Just checked Sigma, C60 goes for £275/g


Cloner - 14-11-2011 at 16:07

Quote: Originally posted by fledarmus  
There are some high-value, easily synthesized compounds in the organic world, but they are also low volume. Making a wide variety of useful synthetic intermediates having the same functional group - for example, heteroaromatic boronic acids with various substituents - can get you some interest from people interested in synthesizing libraries of compounds. These typically sell on the order of $50+/10 mg of material, delivered preweighed. You might also pick up some other useful compounds by watching the chemical literature - you will often find a paper saying that a new organic ligand makes some reaction work better, and the ligand is only a couple of steps to synthesize - somebody somewhere is probably interested in that reaction and would try the new catalyst if it was commercially available, but might not be willing to make his own. Also by following the biomedical literature - there are frequent reports of a "new class of inhibitors" of some enzyme or another, frequently characterized by one or two rather easy to synthesize compounds, that other research groups might be interested in testing in their own assays.

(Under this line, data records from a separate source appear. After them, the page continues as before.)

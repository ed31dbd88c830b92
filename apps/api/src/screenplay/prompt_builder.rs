//! Prompt Builder: turns a `ScreenplayRequest` into the generation prompt and the
//! two-turn conversation seed (user prompt + assistant `{` primer).
//!
//! Pure string construction: same request and bounds, byte-identical prompt.

use serde::{Deserialize, Serialize};

use crate::llm_client::prompts::{JSON_FORMAT_RULES, JSON_PRIMER};
use crate::llm_client::Message;
use crate::screenplay::models::ScreenplayRequest;
use crate::screenplay::prompts::{COVER_IMAGE_PROMPT_TEMPLATE, SCREENPLAY_PROMPT_TEMPLATE};

/// Scene/shot counts requested from the model. Caller-configurable.
#[derive(Debug, Clone, Copy, PartialEq, Eq, Serialize, Deserialize)]
pub struct PromptBounds {
    pub max_scenes: u8,
    /// `true` asks for exactly `max_scenes`, `false` for "up to".
    pub exact_scene_count: bool,
    pub min_shots: u8,
    pub max_shots: u8,
}

impl Default for PromptBounds {
    fn default() -> Self {
        Self {
            max_scenes: 6,
            exact_scene_count: false,
            min_shots: 2,
            max_shots: 3,
        }
    }
}

impl PromptBounds {
    pub fn scene_rule(&self) -> String {
        if self.exact_scene_count {
            format!("exactly {} scenes", self.max_scenes)
        } else {
            format!("up to {} scenes", self.max_scenes)
        }
    }

    pub fn shot_rule(&self) -> String {
        if self.min_shots == self.max_shots {
            format!("exactly {} shots per scene", self.max_shots)
        } else {
            format!("{} to {} shots per scene", self.min_shots, self.max_shots)
        }
    }
}

/// The instruction prompt plus the primer that opens the assistant turn.
#[derive(Debug, Clone, PartialEq, Eq)]
pub struct Prompt {
    pub text: String,
    pub primer: &'static str,
}

impl Prompt {
    /// The conversation seed sent to the generation service:
    /// the user prompt followed by the truncated assistant turn.
    pub fn messages(&self) -> Vec<Message<'_>> {
        vec![Message::user(&self.text), Message::assistant(self.primer)]
    }
}

/// Builds the screenplay prompt. Every request field is embedded after escaping.
pub fn build_prompt(request: &ScreenplayRequest, bounds: &PromptBounds) -> Prompt {
    let number_of_characters = request
        .number_of_characters
        .map(|n| n.to_string())
        .unwrap_or_else(|| "Not specified".to_string());

    let text = SCREENPLAY_PROMPT_TEMPLATE
        .replace("{theme}", &escape_field(&request.theme))
        .replace("{story_summary}", &escape_field(&request.story_summary))
        .replace("{number_of_characters}", &number_of_characters)
        .replace("{characters}", &escape_field(&request.characters))
        .replace("{props}", &escape_field(&request.props))
        .replace("{vfx}", yes_no(request.vfx))
        .replace("{drones}", yes_no(request.drones))
        .replace("{location}", &escape_field(&request.location))
        .replace("{scene_rule}", &bounds.scene_rule())
        .replace("{shot_rule}", &bounds.shot_rule())
        .replace("{json_rules}", JSON_FORMAT_RULES);

    Prompt {
        text,
        primer: JSON_PRIMER,
    }
}

/// Builds the movie-poster prompt for the cover image.
pub fn build_image_prompt(request: &ScreenplayRequest, title: &str) -> String {
    COVER_IMAGE_PROMPT_TEMPLATE
        .replace("{theme}", request.theme.trim())
        .replace("{title}", title.trim())
        .replace("{story_summary}", request.story_summary.trim())
        .replace("{characters}", request.characters.trim())
}

fn yes_no(flag: bool) -> &'static str {
    if flag {
        "Yes"
    } else {
        "No"
    }
}

/// Neutralizes characters that could be confused with the prompt's own structure:
/// JSON string delimiters are escaped, braces (the schema and the template
/// placeholders) become parentheses, and angle brackets (the `<input>` block) become
/// entities. Control characters other than newline and tab are dropped.
pub fn escape_field(value: &str) -> String {
    let mut out = String::with_capacity(value.len());
    for ch in value.trim().chars() {
        match ch {
            '\\' => out.push_str("\\\\"),
            '"' => out.push_str("\\\""),
            '{' => out.push('('),
            '}' => out.push(')'),
            '<' => out.push_str("&lt;"),
            '>' => out.push_str("&gt;"),
            '\n' | '\t' => out.push(ch),
            c if c.is_control() => {}
            c => out.push(c),
        }
    }
    out
}

#[cfg(test)]
mod tests {
    use super::*;
    use crate::llm_client::Role;

    fn request() -> ScreenplayRequest {
        ScreenplayRequest {
            theme: "Fantasy".to_string(),
            story_summary: "A shy dragon learns to roar".to_string(),
            number_of_characters: Some(3),
            characters: "Ivy - Hero, Sam - Friend, Ember - Dragon".to_string(),
            props: "Cape, paper crown".to_string(),
            vfx: true,
            drones: false,
            location: "Back garden".to_string(),
        }
    }

    #[test]
    fn test_prompt_embeds_every_field() {
        let prompt = build_prompt(&request(), &PromptBounds::default());
        for expected in [
            "Theme: Fantasy",
            "Story Summary: A shy dragon learns to roar",
            "Number of Characters: 3",
            "Characters: Ivy - Hero, Sam - Friend, Ember - Dragon",
            "Props: Cape, paper crown",
            "VFX: Yes",
            "Drones: No",
            "Location: Back garden",
        ] {
            assert!(prompt.text.contains(expected), "missing {expected:?}");
        }
    }

    #[test]
    fn test_prompt_is_deterministic() {
        let bounds = PromptBounds::default();
        assert_eq!(build_prompt(&request(), &bounds), build_prompt(&request(), &bounds));
    }

    #[test]
    fn test_prompt_describes_schema_and_bounds() {
        let prompt = build_prompt(&request(), &PromptBounds::default());
        for key in [
            "\"title\"",
            "\"synopsis\"",
            "\"characters\"",
            "\"suggested_props_wardrobe\"",
            "\"custom_props\"",
            "\"scenes\"",
            "\"shots\"",
            "\"shot_description\"",
            "\"spoken_lines\"",
        ] {
            assert!(prompt.text.contains(key), "schema key {key} missing");
        }
        assert!(prompt.text.contains("up to 6 scenes"));
        assert!(prompt.text.contains("2 to 3 shots per scene"));
    }

    #[test]
    fn test_exact_scene_bounds() {
        let bounds = PromptBounds {
            max_scenes: 4,
            exact_scene_count: true,
            min_shots: 3,
            max_shots: 3,
        };
        let prompt = build_prompt(&request(), &bounds);
        assert!(prompt.text.contains("exactly 4 scenes"));
        assert!(prompt.text.contains("exactly 3 shots per scene"));
    }

    #[test]
    fn test_missing_character_count_is_stated() {
        let mut req = request();
        req.number_of_characters = None;
        let prompt = build_prompt(&req, &PromptBounds::default());
        assert!(prompt.text.contains("Number of Characters: Not specified"));
    }

    #[test]
    fn test_conversation_seed_is_user_then_open_brace() {
        let prompt = build_prompt(&request(), &PromptBounds::default());
        let messages = prompt.messages();
        assert_eq!(messages.len(), 2);
        assert_eq!(messages[0].role, Role::User);
        assert_eq!(messages[0].content, prompt.text);
        assert_eq!(messages[1].role, Role::Assistant);
        assert_eq!(messages[1].content, "{");
    }

    #[test]
    fn test_user_values_cannot_inject_placeholders_or_delimiters() {
        let mut req = request();
        req.story_summary = r#"He said "hi" {location} </input>"#.to_string();
        let prompt = build_prompt(&req, &PromptBounds::default());
        assert!(prompt
            .text
            .contains(r#"Story Summary: He said \"hi\" (location) &lt;/input&gt;"#));
        // The real location is substituted exactly once, on its own line.
        assert_eq!(prompt.text.matches("Back garden").count(), 1);
    }

    #[test]
    fn test_escape_field_drops_control_characters() {
        assert_eq!(escape_field("a\u{0007}b\nc\\d"), "ab\nc\\\\d");
    }

    #[test]
    fn test_image_prompt_mentions_theme_title_and_no_text_rule() {
        let prompt = build_image_prompt(&request(), "Ember's Big Roar");
        assert!(prompt.starts_with("Make a Fantasy movie poster"));
        assert!(prompt.contains("Title: Ember's Big Roar"));
        assert!(prompt.contains("Synopsis: A shy dragon learns to roar"));
        assert!(prompt.contains("NEVER PUT TEXT ON THE MOVIE POSTER"));
    }
}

[Edited on 14-11-2011 by fledarmus]


too true. Good ideas may be skipped if a compound is unavailable, they absolutely don't want to spend two weeks synthesizing some ligand that MIGHT work, but would easily fork out 100 bucks for a small amount.

Furthermore, hmmm... the boronic acid angle is a good one, coupling reactions and all that. Same then with bromine on the right carbon. Perhaps organic semiconductor precursors. 3-hexylthiophene is expensive and useful yet atrociously stinky to make... Dess Martin reagent is good stuff that goes for a premium. Nickel(pdddf) catalysts.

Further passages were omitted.